A study of 14C-docetaxel has been conducted in three cancer patients. Docetaxel was eliminated in both the urine and faeces following cytochrome P450-mediated oxidative metabolism of the tert-butyl ester group, within seven days, the urinary and faecal excretion accounted for about 6% and 75% of the administered radioactivity, respectively. About 80% of the radioactivity recovered in faeces is excreted during the first 48 hours as one major inactive metabolite and 3 minor inactive metabolites and very low amounts of unchanged medicinal product.
A population pharmacokinetic analysis has been performed with docetaxel in 577 patients. Pharmacokinetic parameters estimated by the model were very close to those estimated from phase I studies. The pharmacokinetics of docetaxel were not altered by the age or sex of the patient.
In a small number of patients (n = 23) with clinical chemistry data suggestive of mild to moderate liver function impairment (ALT, AST ≥ 1.5 times the ULN associated with alkaline phosphatase ≥ 2.5 times the ULN), total clearance was lowered by 27% on average (see section 4.2).
Docetaxel clearance was not modified in patients with mild to moderate fluid retention and there are no data available in patients with severe fluid retention.
When used in combination, docetaxel does not influence the clearance of doxorubicin and the plasma levels of doxorubicinol (a doxorubicin metabolite).
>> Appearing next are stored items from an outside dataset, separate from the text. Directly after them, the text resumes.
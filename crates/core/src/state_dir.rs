//! Platform-specific state directory management

use crate::CoreResult;
use directories::ProjectDirs;
use std::path::PathBuf;
use tracing::{debug, warn};

/// Environment variable overriding the platform state directory
pub const STATE_DIR_ENV: &str = "FAWWERTY_STATE_DIR";

/// Resolves where configuration, session state and logs live
pub struct StateDir {
    project_dirs: Option<ProjectDirs>,
    override_dir: Option<PathBuf>,
}

impl StateDir {
    /// Use platform directories, honouring `FAWWERTY_STATE_DIR` if set
    pub fn new() -> Self {
        if let Ok(dir) = std::env::var(STATE_DIR_ENV) {
            return Self::with_override(dir);
        }

        let project_dirs = ProjectDirs::from("com", "Fawwerty", "fawwerty");
        if project_dirs.is_none() {
            warn!("Failed to determine platform-specific directories, will use fallback");
        }
        Self {
            project_dirs,
            override_dir: None,
        }
    }

    /// Use a single override directory for everything
    pub fn with_override(path: impl Into<PathBuf>) -> Self {
        Self {
            project_dirs: None,
            override_dir: Some(path.into()),
        }
    }

    /// Either the override or the platform directories
    pub fn resolve(override_dir: Option<PathBuf>) -> Self {
        override_dir.map_or_else(Self::new, Self::with_override)
    }

    pub fn config_dir(&self) -> PathBuf {
        if let Some(override_dir) = &self.override_dir {
            return override_dir.join("config");
        }

        self.project_dirs.as_ref().map_or_else(
            || PathBuf::from("./config"),
            |dirs| dirs.config_dir().to_path_buf(),
        )
    }

    /// Directory for the durable session store
    pub fn data_dir(&self) -> PathBuf {
        if let Some(override_dir) = &self.override_dir {
            return override_dir.join("data");
        }

        self.project_dirs.as_ref().map_or_else(
            || PathBuf::from("./data"),
            |dirs| dirs.data_dir().to_path_buf(),
        )
    }

    pub fn logs_dir(&self) -> PathBuf {
        self.data_dir().join("logs")
    }

    /// Default configuration file path
    pub fn config_path(&self) -> PathBuf {
        self.config_dir().join("config.toml")
    }

    /// Create all required directories
    pub fn create_directories(&self) -> CoreResult<()> {
        for dir in [self.config_dir(), self.data_dir(), self.logs_dir()] {
            std::fs::create_dir_all(&dir)?;
            debug!("Ensured directory exists: {}", dir.display());
        }
        Ok(())
    }
}

impl Default for StateDir {
    fn default() -> Self {
        Self::new()
    }
}

#[cfg(test)]
mod tests {
    use super::*;
    use tempfile::TempDir;

    #[test]
    fn test_override_directory() {
        let temp_dir = TempDir::new().unwrap();
        let state_dir = StateDir::with_override(temp_dir.path());

        assert_eq!(state_dir.config_dir(), temp_dir.path().join("config"));
        assert_eq!(state_dir.data_dir(), temp_dir.path().join("data"));
        assert_eq!(state_dir.logs_dir(), temp_dir.path().join("data").join("logs"));
        assert_eq!(
            state_dir.config_path(),
            temp_dir.path().join("config").join("config.toml")
        );
    }

    #[test]
    fn test_create_directories() {
        let temp_dir = TempDir::new().unwrap();
        let state_dir = StateDir::resolve(Some(temp_dir.path().to_path_buf()));

        state_dir.create_directories().unwrap();

        assert!(state_dir.config_dir().exists());
        assert!(state_dir.data_dir().exists());
        assert!(state_dir.logs_dir().exists());
    }
}
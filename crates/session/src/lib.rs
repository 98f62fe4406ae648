//! Session store for the Fawwerty client
//!
//! [`SessionManager`] is the single owner of "who is logged in". It is
//! constructed once with a durable [`fawwerty_core::KeyValueStore`], restores
//! any persisted session, and converts every transport failure into an
//! [`AuthOutcome`] so callers never see an error from an auth operation.

pub mod identity;
pub mod manager;
pub mod outcome;
pub mod session;

pub use identity::{IdentityError, IdentityProvider, SdkStatus, StaticTokenProvider, TokenRequest};
pub use manager::SessionManager;
pub use outcome::AuthOutcome;
pub use session::{Role, Session, SessionState, UserRecord};
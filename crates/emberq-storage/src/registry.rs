//! Queue registry
//!
//! Owns the name-to-queue mapping. The map has its own lock, separate from
//! the per-queue locks, so lookups never wait on message traffic.
//! Storage is in-memory only: the `durable` flag is recorded but messages
//! do not outlive the process.

use std::collections::HashMap;
use std::sync::atomic::{AtomicBool, AtomicU64, Ordering};
use std::sync::Arc;

use emberq_types::{validate_queue_name, Error, Message, MessageId, QueueStats, Result};
use parking_lot::RwLock;
use tracing::{debug, info};

use crate::queue::{ConsumerTag, Queue, QueueHandle, Wait};

/// Registry of named queues
pub struct QueueRegistry {
    queues: RwLock<HashMap<String, QueueHandle>>,
    next_tag: AtomicU64,
    closed: AtomicBool,
}

impl QueueRegistry {
    /// Create an empty registry
    pub fn new() -> Self {
        info!("Initializing queue registry");
        Self {
            queues: RwLock::new(HashMap::new()),
            next_tag: AtomicU64::new(1),
            closed: AtomicBool::new(false),
        }
    }

    // ==================== Queue Operations ====================

    /// Create a queue, or return the existing one with the same name
    ///
    /// An existing queue keeps its messages and its original durable flag.
    pub fn create_queue(&self, name: &str, durable: bool) -> Result<QueueHandle> {
        validate_queue_name(name)?;

        if let Some(queue) = self.queues.read().get(name) {
            return Ok(Arc::clone(queue));
        }

        let mut queues = self.queues.write();
        if self.closed.load(Ordering::Acquire) {
            return Err(Error::NotRunning);
        }
        let queue = queues
            .entry(name.to_string())
            .or_insert_with(|| {
                info!(queue = %name, durable, "Queue created");
                Arc::new(Queue::new(name, durable))
            });
        Ok(Arc::clone(queue))
    }

    /// Look up a queue by name
    pub fn get_queue(&self, name: &str) -> Result<QueueHandle> {
        self.queues
            .read()
            .get(name)
            .cloned()
            .ok_or_else(|| Error::NotFound(name.to_string()))
    }

    /// List all queues, ordered by name
    pub fn list_queues(&self) -> Vec<QueueHandle> {
        let mut queues: Vec<QueueHandle> = self.queues.read().values().cloned().collect();
        queues.sort_by(|a, b| a.name().cmp(b.name()));
        queues
    }

    /// Delete a queue
    ///
    /// Fails with `QueueNotEmpty` while the queue holds pending or in-flight
    /// messages, unless `force` is set.
    pub fn delete_queue(&self, name: &str, force: bool) -> Result<()> {
        let mut queues = self.queues.write();
        let queue = queues
            .get(name)
            .ok_or_else(|| Error::NotFound(name.to_string()))?;

        let discarded = queue.close(force)?;
        queues.remove(name);
        info!(queue = %name, discarded, "Queue deleted");
        Ok(())
    }

    /// Get queue statistics
    pub fn queue_stats(&self, name: &str) -> Result<QueueStats> {
        Ok(self.get_queue(name)?.stats())
    }

    /// Drop all pending messages from a queue
    pub fn purge_queue(&self, name: &str) -> Result<u64> {
        let count = self.get_queue(name)?.purge();
        info!(queue = %name, count, "Queue purged");
        Ok(count)
    }

    pub fn len(&self) -> usize {
        self.queues.read().len()
    }

    pub fn is_empty(&self) -> bool {
        self.len() == 0
    }

    // ==================== Message Operations ====================

    /// Enqueue a message, returning its assigned id
    pub fn enqueue(&self, queue: &Queue, message: Message) -> Result<MessageId> {
        queue.enqueue(message)
    }

    /// Dequeue the oldest pending message on behalf of `owner`
    pub async fn dequeue(
        &self,
        queue: &Queue,
        owner: ConsumerTag,
        wait: Wait,
    ) -> Result<Option<Message>> {
        queue.dequeue(owner, wait).await
    }

    /// Allocate a tag for a new consumer of `queue`
    pub fn attach_consumer(&self, queue: &Queue) -> ConsumerTag {
        queue.attach_consumer();
        ConsumerTag(self.next_tag.fetch_add(1, Ordering::Relaxed))
    }

    // ==================== Maintenance ====================

    /// Drop expired pending messages from every queue
    pub fn purge_expired(&self) -> u64 {
        let total: u64 = self
            .list_queues()
            .iter()
            .map(|queue| queue.purge_expired())
            .sum();

        if total > 0 {
            debug!(count = total, "Cleaned up expired messages");
        }
        total
    }

    /// Close every queue and refuse new ones
    ///
    /// Remaining messages are discarded; blocked dequeues wake with
    /// `QueueClosed`.
    pub fn close_all(&self) -> usize {
        self.closed.store(true, Ordering::Release);
        let queues: Vec<QueueHandle> = self.queues.write().drain().map(|(_, q)| q).collect();

        let discarded: usize = queues
            .iter()
            .filter_map(|queue| queue.close(true).ok())
            .sum();
        info!(queues = queues.len(), discarded, "Queue registry closed");
        discarded
    }
}

impl Default for QueueRegistry {
    fn default() -> Self {
        Self::new()
    }
}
The pharmacokinetics of docetaxel, doxorubicin and cyclophosphamide were not influenced by their co-administration.
Phase I study evaluating the effect of capecitabine on the pharmacokinetics of docetaxel and vice versa showed no effect by capecitabine on the pharmacokinetics of docetaxel (Cmax and AUC) and no effect by docetaxel on the pharmacokinetics of a relevant capecitabine metabolite 5'-DFUR.
Clearance of docetaxel in combination therapy with cisplatin was similar to that observed following monotherapy. The pharmacokinetic profile of cisplatin administered shortly after docetaxel infusion is similar to that observed with cisplatin alone.
The combined administration of docetaxel, cisplatin and 5-fluorouracil in 12 patients with solid tumours had no influence on the pharmacokinetics of each individual medicinal product.
The effect of prednisone on the pharmacokinetics of docetaxel administered with standard dexamethasone premedication has been studied in 42 patients.
No effect of prednisone on the pharmacokinetics of docetaxel was observed.
The carcinogenic potential of docetaxel has not been studied.
Docetaxel has been shown to be mutagenic in the in vitro micronucleus and chromosome aberration test in CHO-K1 cells and in the in vivo micronucleus test in the mouse. However, it did not induce mutagenicity in the Ames test or the CHO/HGPRT gene mutation assay. These results are consistent with the pharmacological activity of docetaxel.
Undesirable effects on the testis observed in rodent toxicity studies suggest that docetaxel may impair male fertility.